We’re also saying farewell to Copilot in Spring ‘25, as it gets a catchy rebrand to Agentforce or Agentforce (Default), thus clearly delineating it from the rest of Agentforce. Something tells me the renaming isn’t done yet, so probably best to avoid getting any tattoos.
Marc Benioff has been in the news as he revealed:
“We’re not adding any more software engineers next year because we have increased the productivity this year with Agentforce and with other AI technology that we’re using for engineering teams by more than 30%”
This has been slightly hard to square with the number of software engineering jobs Salesforce is currently hiring for:
But the key part of the statement is ‘adding any more’ - given the size of Salesforce, 722 will likely just be backfilling leavers rather than increasing the team, so I guess it’s technically correct. It’s also interesting that there’s no talk of a reduction in the number of software engineers, even with 30% greater productivity, just leaving it the exact same size. Given that some organisation are heading for another round of layoffs then that suggests to me that the need for software engineers remains as strong as ever at Salesforce, but that message won’t shift Agentforce licenses will it?

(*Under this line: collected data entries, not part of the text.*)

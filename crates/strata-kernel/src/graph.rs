//! Dependency graph and deterministic topological ordering
//!
//! Nodes and edges live in a `petgraph` [`DiGraph`] and are addressed by
//! their insertion index. Edges are never removed, so edge indices record
//! discovery order. The Kahn traversal takes ready nodes first-in, first-out
//! and releases successors in that discovery order, which makes it
//! reproducible.

use crate::error::GraphError;
use petgraph::algo::is_cyclic_directed;
use petgraph::graph::{DiGraph, NodeIndex};
use petgraph::visit::EdgeRef;
use petgraph::Direction;
use std::collections::HashMap;
use std::fmt;
use std::hash::Hash;

/// Directed graph over schedulable nodes
#[derive(Debug, Clone)]
pub struct TaskGraph<N> {
    graph: DiGraph<N, ()>,
}

impl<N> TaskGraph<N> {
    /// Create empty graph
    #[inline]
    #[must_use]
    pub fn new() -> Self {
        Self {
            graph: DiGraph::new(),
        }
    }

    /// Build the producer → consumer graph over `items`.
    ///
    /// Each item is `(node, inputs, outputs)`. An edge runs from every node
    /// producing an artifact to every node consuming it. Edges are discovered
    /// per node in item order, then per output in position order, then per
    /// consumer in item order.
    #[must_use]
    pub fn from_artifacts<K, I>(items: I) -> Self
    where
        K: Eq + Hash,
        I: IntoIterator<Item = (N, Vec<K>, Vec<K>)>,
    {
        let mut graph = Self::new();
        let mut produced: Vec<(NodeIndex, Vec<K>)> = Vec::new();
        let mut consumers: HashMap<K, Vec<NodeIndex>> = HashMap::new();

        for (node, inputs, outputs) in items {
            let index = graph.graph.add_node(node);
            for input in inputs {
                let readers = consumers.entry(input).or_default();
                if readers.last() != Some(&index) {
                    readers.push(index);
                }
            }
            produced.push((index, outputs));
        }

        for (producer, outputs) in &produced {
            for output in outputs {
                for &consumer in consumers.get(output).into_iter().flatten() {
                    graph.push_edge(*producer, consumer);
                }
            }
        }
        graph
    }

    /// Append a node, returning its index
    pub fn add_node(&mut self, node: N) -> usize {
        self.graph.add_node(node).index()
    }

    /// Add edge `from -> to`. Returns `false` if the edge already existed.
    ///
    /// # Errors
    /// [`GraphError::NodeOutOfBounds`] if either endpoint is unknown
    pub fn add_edge(&mut self, from: usize, to: usize) -> Result<bool, GraphError> {
        let len = self.graph.node_count();
        for index in [from, to] {
            if index >= len {
                return Err(GraphError::NodeOutOfBounds { index, len });
            }
        }
        Ok(self.push_edge(NodeIndex::new(from), NodeIndex::new(to)))
    }

    fn push_edge(&mut self, from: NodeIndex, to: NodeIndex) -> bool {
        if self.graph.find_edge(from, to).is_some() {
            return false;
        }
        self.graph.add_edge(from, to, ());
        true
    }

    /// Node at `index`
    #[inline]
    #[must_use]
    pub fn node(&self, index: usize) -> Option<&N> {
        self.graph.node_weight(NodeIndex::new(index))
    }

    /// All nodes in insertion order
    pub fn nodes(&self) -> impl Iterator<Item = &N> {
        self.graph.node_weights()
    }

    /// Successors of `index` in discovery order
    #[must_use]
    pub fn successors(&self, index: usize) -> Vec<usize> {
        if index >= self.graph.node_count() {
            return Vec::new();
        }
        self.successor_indices(NodeIndex::new(index))
            .into_iter()
            .map(NodeIndex::index)
            .collect()
    }

    fn successor_indices(&self, node: NodeIndex) -> Vec<NodeIndex> {
        let mut edges: Vec<_> = self
            .graph
            .edges_directed(node, Direction::Outgoing)
            .map(|edge| (edge.id(), edge.target()))
            .collect();
        edges.sort_by_key(|(id, _)| *id);
        edges.into_iter().map(|(_, target)| target).collect()
    }

    /// Number of predecessors of `index`
    #[must_use]
    pub fn in_degree(&self, index: usize) -> usize {
        if index >= self.graph.node_count() {
            return 0;
        }
        self.graph
            .neighbors_directed(NodeIndex::new(index), Direction::Incoming)
            .count()
    }

    /// Nodes without predecessors, in index order
    #[must_use]
    pub fn ready(&self) -> Vec<usize> {
        (0..self.graph.node_count())
            .filter(|&i| self.in_degree(i) == 0)
            .collect()
    }

    /// Whether any dependency cycle exists
    #[must_use]
    pub fn has_cycle(&self) -> bool {
        is_cyclic_directed(&self.graph)
    }

    /// Number of nodes
    #[inline]
    #[must_use]
    pub fn len(&self) -> usize {
        self.graph.node_count()
    }

    /// Check if graph has no nodes
    #[inline]
    #[must_use]
    pub fn is_empty(&self) -> bool {
        self.graph.node_count() == 0
    }

    /// Number of distinct edges
    #[inline]
    #[must_use]
    pub fn edge_count(&self) -> usize {
        self.graph.edge_count()
    }

    /// Consume the graph, returning its nodes in index order
    #[must_use]
    pub fn into_nodes(self) -> Vec<N> {
        let (nodes, _) = self.graph.into_nodes_edges();
        nodes.into_iter().map(|node| node.weight).collect()
    }
}

impl<N: fmt::Display> TaskGraph<N> {
    /// Group nodes into dependency levels.
    ///
    /// Level 0 holds the initially ready nodes in index order; each following
    /// level holds the nodes whose last predecessor sat in the previous level,
    /// in the order they became ready.
    ///
    /// # Errors
    /// [`GraphError::GraphHasCycle`] naming every node that could not be placed
    pub fn levels(&self) -> Result<Vec<Vec<usize>>, GraphError> {
        let mut remaining: Vec<usize> = (0..self.len()).map(|i| self.in_degree(i)).collect();
        let mut current: Vec<NodeIndex> = self.ready().into_iter().map(NodeIndex::new).collect();
        let mut levels = Vec::new();
        let mut placed = 0;

        while !current.is_empty() {
            placed += current.len();
            let mut next = Vec::new();
            for &node in &current {
                for succ in self.successor_indices(node) {
                    let degree = &mut remaining[succ.index()];
                    *degree -= 1;
                    if *degree == 0 {
                        next.push(succ);
                    }
                }
            }
            levels.push(current.iter().map(|i| i.index()).collect());
            current = next;
        }

        if placed < self.len() {
            let nodes = remaining
                .iter()
                .enumerate()
                .filter(|(_, degree)| **degree > 0)
                .filter_map(|(i, _)| self.node(i))
                .map(ToString::to_string)
                .collect();
            return Err(GraphError::GraphHasCycle { nodes });
        }

        tracing::trace!(nodes = self.len(), levels = levels.len(), "ordered graph");
        Ok(levels)
    }

    /// Topological order: the levels flattened.
    ///
    /// Equivalent to a first-in first-out Kahn traversal seeded with the
    /// ready nodes in index order.
    ///
    /// # Errors
    /// [`GraphError::GraphHasCycle`] if the graph is cyclic
    pub fn order(&self) -> Result<Vec<usize>, GraphError> {
        Ok(self.levels()?.into_iter().flatten().collect())
    }
}

impl<N> Default for TaskGraph<N> {
    fn default() -> Self {
        Self::new()
    }
}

The reaction to this has also been interesting, with the focus on what development tools are in use to provide such productivity gains. I think that’s a bit of a narrow focus - maybe the engineers are more productive because they aren’t having to sit through as many meetings as they used to, relying on AI to attend in their stead and tell them what they need to know. Or perhaps AI is creating their demo and training decks, leaving the engineers to focus on the engineering - how great would that be?
Other
Are we seeing the return of Jack Welch’s beloved stack ranking? Meta announced they would exit 5% of their lowest performers and backfill them over 2025, eliminating the people rather than the roles. One surprise for me here is that they aren’t redirecting (or claiming to redirect) the investment from people to AI, which seems to be the trend right now.
Most months a new AI offering embarrasses the vendor, and January 2025 is no exception, as Apple suspends their AI powered iPhone news alert system after it turns out to be spreading fake news, but branded with legitimate news organisation logos. We know that Luke Littler is a darts prodigy, but winning the PDC World Championship Final before he played in it truly marks him out as a generational talent.